A special thank-you goes to my critique partner RJ Nolan, who kept an eye on Giuliana’s dialogue for me, making sure she doesn’t sound like a native speaker.
Thanks also to Michelle Aguilar, my editor; to Glendon, who created the wonderful cover for Shaken to the Core; and to all the people at Ylva Publishing for making publishing a “pack” experience.
CHAPTER 1
Italy Harbor
San Francisco, California
March 18, 1906
Giuliana squinted against the brisk sea breeze and looked out across the bay. The fog was lifting, revealing glimpses of Alcatraz Island, but still there was no sign of the Bon Viaggiu’s brown, triangular sail. Most of the other feluccas were already back in. Water lapped against the small boats, bumping them against the pier in a gentle rhythm that contrasted with Giuliana’s growing anxiety.
Where was Turi?
Usually, her brother went out with the tide in the middle of the night and hurried back in the morning so his would be one of the first boats back and he could get a good price for his catch.
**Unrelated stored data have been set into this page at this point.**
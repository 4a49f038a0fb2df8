use chrono::{DateTime, Utc};

use crate::user::UserId;

pub type CategoryId = String;

pub const DEFAULT_CATEGORY_COLOR: &str = "#3B82F6";

#[derive(Debug, Clone, PartialEq, Eq)]
pub struct Category {
    pub id: CategoryId,
    pub user_id: UserId,
    pub name: String,
    pub color: String,
    pub created_at: DateTime<Utc>,
    pub updated_at: DateTime<Utc>,
}

#[derive(Debug, Clone)]
pub struct NewCategory {
    pub name: String,
    pub color: String,
}

impl NewCategory {
    pub fn new(name: impl Into<String>) -> Self {
        Self {
            name: name.into(),
            color: DEFAULT_CATEGORY_COLOR.to_owned(),
        }
    }

    pub fn with_color(mut self, color: impl Into<String>) -> Self {
        self.color = color.into();
        self
    }
}

#[derive(Debug, Clone, Default)]
pub struct UpdateCategory {
    pub name: Option<String>,
    pub color: Option<String>,
}

impl UpdateCategory {
    pub fn is_empty(&self) -> bool {
        self.name.is_none() && self.color.is_none()
    }
}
Today, the other piscaturi had beaten him to it. A group of Genoese fishermen sat on the pier, mending their nets and singing arias, while several of Giuliana’s fellow Sicilians unloaded boxes of fish and crabs from their boats.
Next to Giuliana’s crab stand, black-clad women had already set huge pots of water to boil. Clouds of steam billowed up, and the women huddled closer to ward off the chill. The aroma of cooking seafood and fresh-baked sourdough bread drifted over, mixing with the smell of fish and salty air.
Without any crabs to cook, Giuliana hadn’t lit her fire yet. She shuffled her feet to keep warm and tried not to think about their father, who hadn’t returned to the village when his boat had gone out for sardines. On the one hand, the pain of losing him was still fresh, even after six years, but on the other hand, it seemed like a lifetime ago. Sometimes she could hardly remember his weather-beaten features.
What if Turi didn’t come back either? Then she’d be all alone in Merica.
The bellow of a foghorn interrupted her thoughts. Again she looked out at the bay.
Crying seagulls circled above a lone boat. This felucca was painted white with green trimmings, the same colors her father’s and all other boats of their village had been.
The Bon Viaggiu! Her heart skipped a beat. See? There he is. You worried for nothing.
But Turi’s boat wasn’t sailing in front of the wind. It was being towed by a steam-powered fishing tug.
At first, Giuliana thought that Turi had caught a ride back to the harbor, as he and the other fishermen sometimes did. But the boat wasn’t traveling low in the water. No catch was weighing it down. Something was wrong.
Turi! She rushed toward the edge of the pier and hopped up and down to see over the masts of the other boats.
When the Bon Viaggiu pulled in alongside the pier, she took just enough time to tie down the boat and then gathered her skirt higher and jumped on board.
Turi sat in the stern of the felucca. His broad shoulders, their muscles honed from lifting heavy nets, were slumped forward.
Giuliana scrambled over, spreading her arms for balance as the boat rocked. She fell to her knees in front of him and clutched his legs, which were encased in rubber boots up to the hips.
His body shivered beneath her hands.
“Turi? What’s wrong?” she asked in Sicilian. “Did you get hurt?”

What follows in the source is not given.